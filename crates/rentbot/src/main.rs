use std::sync::Arc;

use clap::{Parser, Subcommand};

use rentbot_core::{
    config::{self, Config},
    model::client::CompletionClient,
};
use rentbot_openai::OpenAiClient;

mod doctor;

/// Telegram rental-group bot: forwards DMs to the owner, chats through GPT on
/// request, and watches groups for keywords.
#[derive(Parser, Debug)]
#[command(name = "rentbot", version, about)]
struct Cli {
    #[command(subcommand)]
    command: Option<Command>,
}

#[derive(Subcommand, Debug, Clone, Copy, PartialEq, Eq)]
enum Command {
    /// Start long polling (default).
    Run,
    /// Validate configuration and probe Telegram / OpenAI connectivity.
    Check,
}

#[tokio::main]
async fn main() -> anyhow::Result<()> {
    let cli = Cli::parse();
    config::load_env_file();
    rentbot_core::logging::init("rentbot")?;

    match cli.command.unwrap_or(Command::Run) {
        Command::Run => run().await,
        Command::Check => check().await,
    }
}

async fn run() -> anyhow::Result<()> {
    let cfg = match Config::load() {
        Ok(cfg) => Arc::new(cfg),
        Err(e) => {
            tracing::error!(error = %e, "invalid configuration; see .env.example");
            return Err(e.into());
        }
    };
    tracing::debug!(config = ?cfg, "configuration loaded");

    let completion: Option<Arc<dyn CompletionClient>> = match OpenAiClient::from_config(&cfg)? {
        Some(client) => Some(Arc::new(client) as Arc<dyn CompletionClient>),
        None => {
            tracing::warn!("OPENAI_API_KEY not set; chat mode and group summaries are disabled");
            None
        }
    };

    rentbot_telegram::router::run_polling(cfg, completion).await
}

async fn check() -> anyhow::Result<()> {
    println!("rentbot {}", env!("CARGO_PKG_VERSION"));
    let findings = doctor::run_checks().await;
    for f in &findings {
        println!("{}", f.render());
    }
    if findings.iter().all(doctor::Finding::is_ok) {
        Ok(())
    } else {
        anyhow::bail!("{} check(s) failed", findings.iter().filter(|f| !f.is_ok()).count())
    }
}
use std::{sync::Arc, time::Duration};

use teloxide::{
    dispatching::Dispatcher, dptree, error_handlers::LoggingErrorHandler, prelude::*,
    types::BotCommand as TgBotCommand, update_listeners::Polling,
};

use rentbot_core::{
    commands::BotCommand,
    config::Config,
    errors::Error,
    messaging::{
        port::MessagingPort,
        throttled::{ThrottleConfig, ThrottledMessenger},
    },
    model::client::CompletionClient,
    service::BotService,
    Result,
};

use crate::{handlers, map_err, TelegramMessenger};

/// Headroom between the long-poll timeout and the HTTP client timeout.
const HTTP_TIMEOUT_MARGIN: Duration = Duration::from_secs(10);

/// Build a `Bot` whose HTTP client outlives a long poll and honors the proxy config.
pub fn build_bot(cfg: &Config) -> Result<Bot> {
    let mut builder = teloxide::net::default_reqwest_settings()
        .timeout(cfg.polling_timeout.saturating_add(HTTP_TIMEOUT_MARGIN));
    if let Some(p) = cfg.outbound_proxy() {
        let proxy = reqwest::Proxy::all(p)
            .map_err(|e| Error::Config(format!("invalid proxy for Telegram client: {e}")))?
            .no_proxy(cfg.no_proxy.as_deref().and_then(reqwest::NoProxy::from_string));
        builder = builder.proxy(proxy);
    }
    let client = builder
        .build()
        .map_err(|e| Error::External(format!("telegram client build error: {e}")))?;

    Ok(Bot::with_client(cfg.bot_token.clone(), client))
}

/// `getMe`; returns the bot username. Used at startup and by `rentbot check`.
pub async fn check_telegram(bot: &Bot) -> Result<String> {
    let me = bot.get_me().await.map_err(map_err)?;
    Ok(me.username().to_string())
}

pub fn bot_commands() -> Vec<TgBotCommand> {
    BotCommand::MENU
        .iter()
        .map(|(name, desc)| TgBotCommand::new(*name, *desc))
        .collect()
}

pub async fn run_polling(
    cfg: Arc<Config>,
    completion: Option<Arc<dyn CompletionClient>>,
) -> anyhow::Result<()> {
    let bot = build_bot(&cfg)?;
    let username = check_telegram(&bot).await?;

    if let Err(e) = bot.set_my_commands(bot_commands()).await {
        tracing::warn!(error = %e, "failed to register command menu");
    }

    // Keyword bursts in busy groups are the main source of 429s; space calls out
    // here and keep the single RetryAfter retry in the adapter.
    let raw: Arc<dyn MessagingPort> = Arc::new(TelegramMessenger::new(bot.clone()));
    let messenger: Arc<dyn MessagingPort> =
        Arc::new(ThrottledMessenger::new(raw, ThrottleConfig::default()));

    let has_completion = completion.is_some();
    let service = Arc::new(
        BotService::new(cfg.clone(), messenger, completion).with_bot_username(username.clone()),
    );
    let state = service.state().await;

    tracing::info!(
        bot = %username,
        mode = state.mode.label(),
        model = %state.model,
        keywords = cfg.keywords.len(),
        completion = has_completion,
        proxy = cfg.outbound_proxy().is_some(),
        "bot loaded, long polling"
    );

    let listener = Polling::builder(bot.clone())
        .timeout(cfg.polling_timeout)
        .drop_pending_updates()
        .build();

    let handler =
        dptree::entry().branch(Update::filter_message().endpoint(handlers::handle_message));

    Dispatcher::builder(bot, handler)
        .dependencies(dptree::deps![service])
        .default_handler(|_| async {})
        .build()
        .dispatch_with_listener(
            listener,
            LoggingErrorHandler::with_custom_text("error from the update listener"),
        )
        .await;

    Ok(())
}
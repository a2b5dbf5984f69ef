use crate::domain::{ChatId, ChatKind, MessageId, MessageRef, UserId};

/// Messenger-agnostic incoming text message.
///
/// Telegram-specific fields stay in the Telegram adapter.
#[derive(Clone, Debug)]
pub struct IncomingMessage {
    pub chat_id: ChatId,
    pub chat_kind: ChatKind,
    /// Group title; `None` in private chats.
    pub chat_title: Option<String>,
    pub message_id: MessageId,
    pub user_id: UserId,
    pub username: Option<String>,
    /// First (and last) name, used to mention users without a username.
    pub display_name: String,
    pub text: String,
}

impl IncomingMessage {
    pub fn message_ref(&self) -> MessageRef {
        MessageRef {
            chat_id: self.chat_id,
            message_id: self.message_id,
        }
    }
}

/// Outgoing "chat action" (typing indicator).
#[derive(Clone, Copy, Debug, PartialEq, Eq)]
pub enum ChatAction {
    Typing,
}

/// Capabilities of a messenger implementation.
#[derive(Clone, Copy, Debug)]
pub struct MessagingCapabilities {
    pub supports_html: bool,
    pub supports_chat_actions: bool,
    pub max_message_len: usize,
}
//! Telegram update handlers.
//!
//! Updates are translated into core [`IncomingMessage`]s and handed to the
//! [`BotService`]. Failures are logged here; they never reach the dispatcher.

use std::sync::Arc;

use teloxide::{prelude::*, types::Message};

use rentbot_core::{
    domain::{ChatId, ChatKind, MessageId, UserId},
    messaging::types::IncomingMessage,
    service::BotService,
};

pub async fn handle_message(msg: Message, service: Arc<BotService>) -> ResponseResult<()> {
    let Some(incoming) = incoming_from_message(&msg) else {
        return Ok(());
    };

    let user_id = incoming.user_id.0;
    let chat_id = incoming.chat_id.0;
    if let Err(e) = service.handle_message(incoming).await {
        tracing::error!(user_id, chat_id, error = %e, "failed to handle message");
    }
    Ok(())
}

/// `None` for non-text messages, messages without a sender, and other bots.
pub fn incoming_from_message(msg: &Message) -> Option<IncomingMessage> {
    let text = msg.text()?;
    let user = msg.from()?;
    if user.is_bot {
        return None;
    }

    Some(IncomingMessage {
        chat_id: ChatId(msg.chat.id.0),
        chat_kind: chat_kind(&msg.chat),
        chat_title: msg.chat.title().map(str::to_string),
        message_id: MessageId(msg.id.0),
        user_id: UserId(user.id.0 as i64),
        username: user.username.clone(),
        display_name: user.full_name(),
        text: text.to_string(),
    })
}

fn chat_kind(chat: &teloxide::types::Chat) -> ChatKind {
    if chat.is_private() {
        ChatKind::Private
    } else if chat.is_supergroup() {
        ChatKind::Supergroup
    } else if chat.is_group() {
        ChatKind::Group
    } else {
        ChatKind::Channel
    }
}
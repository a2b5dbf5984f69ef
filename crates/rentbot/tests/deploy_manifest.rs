//! Checks that the compose file, the env template and the config loader agree.

use std::{collections::BTreeSet, fs, path::PathBuf};

use regex::Regex;

fn repo_file(name: &str) -> String {
    let path = PathBuf::from(env!("CARGO_MANIFEST_DIR")).join("../..").join(name);
    fs::read_to_string(&path).unwrap_or_else(|e| panic!("read {}: {e}", path.display()))
}

/// Keys in `.env.example`, including commented-out ones such as `# FORWARD_TO_ID=`.
fn env_example_keys() -> BTreeSet<String> {
    let re = Regex::new(r"(?m)^#?\s*([A-Z][A-Z0-9_]*)=").unwrap();
    re.captures_iter(&repo_file(".env.example"))
        .map(|c| c[1].to_string())
        .collect()
}

/// Upper-case string literals in the non-test part of the config loader.
fn config_keys() -> BTreeSet<String> {
    let src = repo_file("crates/rentbot-core/src/config.rs");
    let body = src.split("#[cfg(test)]").next().unwrap();
    let re = Regex::new(r#""([A-Z][A-Z0-9]*_[A-Z0-9_]+|KEYWORDS)""#).unwrap();
    re.captures_iter(body).map(|c| c[1].to_string()).collect()
}

#[test]
fn compose_variables_are_documented() {
    let compose = repo_file("docker-compose.yml");
    let documented = env_example_keys();
    let re = Regex::new(r"\$\{([A-Z][A-Z0-9_]*)").unwrap();

    let referenced: BTreeSet<String> = re
        .captures_iter(&compose)
        .map(|c| c[1].to_string())
        .collect();
    assert!(referenced.contains("BOT_TOKEN"));

    let missing: Vec<_> = referenced.difference(&documented).collect();
    assert!(missing.is_empty(), "missing from .env.example: {missing:?}");
}

#[test]
fn config_variables_are_documented() {
    let documented = env_example_keys();
    let mut keys = config_keys();
    for expected in ["BOT_TOKEN", "OWNER_ID", "OPENAI_API_KEY", "HTTPS_PROXY", "KEYWORDS"] {
        assert!(keys.contains(expected), "config loader no longer reads {expected}");
    }
    keys.insert("RUST_LOG".to_string());

    let missing: Vec<_> = keys.difference(&documented).collect();
    assert!(missing.is_empty(), "missing from .env.example: {missing:?}");
}

#[test]
fn compose_publishes_no_ports() {
    let compose = repo_file("docker-compose.yml");
    assert!(
        !compose.lines().any(|l| l.trim_start().starts_with("ports:")),
        "long polling needs no inbound ports"
    );
    assert!(!repo_file("Dockerfile").contains("EXPOSE"));
}

#[test]
fn builder_image_is_not_pinned_without_a_lockfile() {
    let dockerfile = repo_file("Dockerfile");
    let re = Regex::new(r"(?m)^FROM rust:([0-9.]+)").unwrap();
    let tag = re
        .captures(&dockerfile)
        .map(|c| c[1].to_string())
        .expect("Dockerfile has a rust builder stage");
    let locked = PathBuf::from(env!("CARGO_MANIFEST_DIR"))
        .join("../../Cargo.lock")
        .exists();
    assert!(
        locked || tag == "1",
        "rust:{tag} pins an old toolchain while dependency versions float"
    );
    if locked {
        assert!(dockerfile.contains("--locked"));
    }
}

#[test]
fn compose_restarts_and_reads_env_file() {
    let compose = repo_file("docker-compose.yml");
    assert!(compose.contains("restart: unless-stopped"));
    assert!(compose.contains("env_file: .env"));
}
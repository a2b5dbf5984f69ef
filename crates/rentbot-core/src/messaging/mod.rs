//! Outbound messaging abstractions.

pub mod port;
pub mod throttled;
pub mod types;
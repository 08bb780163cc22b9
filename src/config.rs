// Static configuration: endpoint, key, timers and the tracked route groups

use std::env;
use std::time::Duration;

use crate::arrivals::{Aggregator, Destination, RouteGroup, RouteSpec, Symbol};
use crate::mbta_api_models::MbtaClient;

pub const API_KEY_VAR: &str = "MBTA_API_KEY";

#[derive(Debug, Clone)]
pub struct Config {
    pub api_url: String,
    pub api_key: Option<String>,
    pub refresh_interval: Duration,
    pub rotate_interval: Duration,
    pub page_size: usize,
    pub window_secs: i64,
    pub bind_address: String,
    pub port: u16,
    pub media_dir: String,
    pub route_groups: Vec<RouteGroup>,
}

impl Default for Config {
    fn default() -> Self {
        Config {
            api_url: MbtaClient::DEFAULT_API_URL.to_string(),
            api_key: None,
            refresh_interval: Duration::from_secs(30),
            rotate_interval: Duration::from_secs(5),
            page_size: 3,
            window_secs: Aggregator::DEFAULT_WINDOW_SECS,
            bind_address: "0.0.0.0".to_string(),
            port: 8080,
            media_dir: "media".to_string(),
            route_groups: default_route_groups(),
        }
    }
}

impl Config {
    /// Defaults plus the API key from `MBTA_API_KEY`. A blank value counts as unset.
    pub fn from_env() -> Self {
        let api_key = env::var(API_KEY_VAR)
            .ok()
            .map(|key| key.trim().to_string())
            .filter(|key| !key.is_empty());

        Config {
            api_key,
            ..Config::default()
        }
    }
}

/// Red Line at Central Sq, Green-B at BU Central and the 47 bus.
pub fn default_route_groups() -> Vec<RouteGroup> {
    vec![
        RouteGroup {
            name: "Red Line".to_string(),
            symbol: Symbol::RedLine,
            stops: vec![RouteSpec::new(
                "place-cntsq",
                "Red",
                Destination::ByDirection {
                    direction_0: "Ashmont/Braintree".to_string(),
                    direction_1: "Alewife".to_string(),
                },
            )],
        },
        RouteGroup {
            name: "Green Line B".to_string(),
            symbol: Symbol::GreenB,
            stops: vec![
                RouteSpec::new(
                    "70144",
                    "Green-B",
                    Destination::Fixed("Government Center".to_string()),
                ),
                RouteSpec::new(
                    "70145",
                    "Green-B",
                    Destination::Fixed("Boston College".to_string()),
                ),
            ],
        },
        RouteGroup {
            name: "Bus 47".to_string(),
            symbol: Symbol::Bus,
            stops: vec![
                RouteSpec::new("1812", "47", Destination::Fixed("Central Square".to_string())),
                RouteSpec::new("11767", "47", Destination::Fixed("Broadway".to_string())),
            ],
        },
    ]
}
// Arrival aggregation: route groups, normalization and the time-ordered board list

use chrono::{DateTime, FixedOffset, Local, TimeDelta};
use serde::{Serialize, Serializer};

use crate::mbta_api_models::{PredictionSource, RawPrediction};

pub const UNKNOWN_DESTINATION: &str = "Unknown";

// ============================================================================
// Route configuration
// ============================================================================

#[derive(Debug, Clone, Copy, PartialEq, Eq, Hash)]
pub enum Symbol {
    RedLine,
    GreenB,
    Bus,
}

impl Symbol {
    pub fn tag(&self) -> &'static str {
        match self {
            Symbol::RedLine => "🔴",
            Symbol::GreenB => "🟩",
            Symbol::Bus => "🚌",
        }
    }

    pub fn asset_path(&self) -> &'static str {
        match self {
            Symbol::RedLine => "media/MBTA-Red-Line.png",
            Symbol::GreenB => "media/green_line.jpg",
            Symbol::Bus => "media/Logo_Ligne_Bus_RATP_47.svg.png",
        }
    }
}

impl Serialize for Symbol {
    fn serialize<S: Serializer>(&self, serializer: S) -> Result<S::Ok, S::Error> {
        serializer.serialize_str(self.tag())
    }
}

#[derive(Debug, Clone)]
pub enum Destination {
    /// Label chosen from the prediction's `direction_id`.
    ByDirection {
        direction_0: String,
        direction_1: String,
    },
    /// The stop only serves one direction.
    Fixed(String),
}

impl Destination {
    pub fn label_for(&self, direction_id: Option<i64>) -> &str {
        match self {
            Destination::Fixed(label) => label,
            Destination::ByDirection {
                direction_0,
                direction_1,
            } => match direction_id {
                Some(0) => direction_0,
                Some(1) => direction_1,
                _ => UNKNOWN_DESTINATION,
            },
        }
    }
}

#[derive(Debug, Clone)]
pub struct RouteSpec {
    pub stop_id: String,
    pub route_id: String,
    pub destination: Destination,
}

impl RouteSpec {
    pub fn new(stop_id: &str, route_id: &str, destination: Destination) -> Self {
        RouteSpec {
            stop_id: stop_id.to_string(),
            route_id: route_id.to_string(),
            destination,
        }
    }
}

#[derive(Debug, Clone)]
pub struct RouteGroup {
    pub name: String,
    pub symbol: Symbol,
    pub stops: Vec<RouteSpec>,
}

// ============================================================================
// Cycle output
// ============================================================================

#[derive(Debug, Clone, PartialEq, Eq, Serialize)]
pub struct Arrival {
    pub symbol: Symbol,
    pub destination: String,
    pub minutes: u32,
}

#[derive(Debug, Clone, Serialize)]
pub struct FetchFailure {
    pub stop_id: String,
    pub route_id: String,
    pub reason: String,
}

#[derive(Debug, Clone)]
pub struct CycleReport {
    pub reference_time: DateTime<FixedOffset>,
    pub arrivals: Vec<Arrival>,
    pub failures: Vec<FetchFailure>,
}

/// Whole minutes until `departure_time`, or `None` when the timestamp is
/// missing, unparseable, already past, or beyond `window`.
pub fn minutes_until(
    departure_time: Option<&str>,
    now: &DateTime<FixedOffset>,
    window: TimeDelta,
) -> Option<u32> {
    let departure = DateTime::parse_from_rfc3339(departure_time?).ok()?;
    let delta = departure - *now;
    if delta < TimeDelta::zero() || delta > window {
        return None;
    }
    u32::try_from(delta.num_minutes()).ok()
}

// ============================================================================
// Aggregator
// ============================================================================

pub struct Aggregator {
    groups: Vec<RouteGroup>,
    window: TimeDelta,
}

impl Aggregator {
    pub const DEFAULT_WINDOW_SECS: i64 = 1800;

    pub fn new(groups: Vec<RouteGroup>, window_secs: i64) -> Self {
        Aggregator {
            groups,
            window: TimeDelta::seconds(window_secs),
        }
    }

    pub fn groups(&self) -> &[RouteGroup] {
        &self.groups
    }

    /// Runs one cycle against the current local time.
    pub fn fetch_arrivals<S: PredictionSource + ?Sized>(&self, source: &S) -> CycleReport {
        self.fetch_arrivals_at(source, Local::now().fixed_offset())
    }

    /// Runs one cycle with an explicit reference timestamp. Every stop of every
    /// group is fetched in order; a failed fetch contributes nothing.
    pub fn fetch_arrivals_at<S: PredictionSource + ?Sized>(
        &self,
        source: &S,
        now: DateTime<FixedOffset>,
    ) -> CycleReport {
        let mut arrivals = Vec::new();
        let mut failures = Vec::new();

        for group in &self.groups {
            for spec in &group.stops {
                match source.get_predictions(&spec.stop_id, &spec.route_id) {
                    Ok(predictions) => {
                        let before = arrivals.len();
                        arrivals.extend(predictions.iter().filter_map(|prediction| {
                            self.normalize(prediction, group.symbol, &spec.destination, &now)
                        }));
                        log::debug!(
                            "{} {}/{}: {} predictions, {} in window",
                            group.name,
                            spec.stop_id,
                            spec.route_id,
                            predictions.len(),
                            arrivals.len() - before
                        );
                    }
                    Err(e) => {
                        log::warn!("⚠️  {} {}/{} unavailable: {}", group.name, spec.stop_id, spec.route_id, e);
                        failures.push(FetchFailure {
                            stop_id: spec.stop_id.clone(),
                            route_id: spec.route_id.clone(),
                            reason: e.to_string(),
                        });
                    }
                }
            }
        }

        arrivals.sort_by_key(|arrival| arrival.minutes);

        CycleReport {
            reference_time: now,
            arrivals,
            failures,
        }
    }

    /// A cycle where no source could be reached at all.
    pub fn unavailable(&self, reason: &str) -> CycleReport {
        let failures = self
            .groups
            .iter()
            .flat_map(|group| group.stops.iter())
            .map(|spec| FetchFailure {
                stop_id: spec.stop_id.clone(),
                route_id: spec.route_id.clone(),
                reason: reason.to_string(),
            })
            .collect();

        CycleReport {
            reference_time: Local::now().fixed_offset(),
            arrivals: Vec::new(),
            failures,
        }
    }

    fn normalize(
        &self,
        prediction: &RawPrediction,
        symbol: Symbol,
        destination: &Destination,
        now: &DateTime<FixedOffset>,
    ) -> Option<Arrival> {
        let attributes = &prediction.attributes;
        let minutes = minutes_until(attributes.departure_time.as_deref(), now, self.window)?;
        Some(Arrival {
            symbol,
            destination: destination.label_for(attributes.direction_id).to_string(),
            minutes,
        })
    }
}
//! Fatal errors of a notice run.
//!
//! An artifact without a matching license is not an error here: it is
//! collected as a line of [`Notice::errors`](crate::notice::Notice) and the run goes on.

use std::path::PathBuf;

use crate::license::matcher::Tier;

#[derive(Debug, thiserror::Error)]
pub enum NoticeError {
    /// Two or more catalog records tie within one tier. The catalog must be fixed.
    #[error(
        "ambiguous license catalog: {} records match {group_id}:{artifact_id} '{license}' on {tier}: [{}]",
        .candidates.len(),
        .candidates.join(", ")
    )]
    AmbiguousCatalog {
        tier: Tier,
        group_id: String,
        artifact_id: String,
        license: String,
        candidates: Vec<String>,
    },

    /// A source document could not be found.
    #[error("{kind} not found: {}", .path.display())]
    MissingInput { kind: &'static str, path: PathBuf },

    /// A source document exists but cannot be read as expected.
    #[error("malformed {}: {reason}", .path.display())]
    MalformedInput { path: PathBuf, reason: String },
}
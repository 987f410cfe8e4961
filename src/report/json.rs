use std::io::Write;

use anyhow::Result;

use crate::notice::Notice;

/// Render the notice as pretty-printed JSON.
pub fn render<W: Write>(notice: &Notice, out: &mut W) -> Result<()> {
    serde_json::to_writer_pretty(&mut *out, notice)?;
    writeln!(out)?;
    Ok(())
}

PROMPT:
Reproduce every line from the listing above that holds the word "anyhow".

RESULT OF THE EXERCISE:
async fn main() -> anyhow::Result<()> {
async fn run() -> anyhow::Result<()> {
async fn check() -> anyhow::Result<()> {
        anyhow::bail!("{} check(s) failed", findings.iter().filter(|f| !f.is_ok()).count())
) -> anyhow::Result<()> {
use anyhow::Result;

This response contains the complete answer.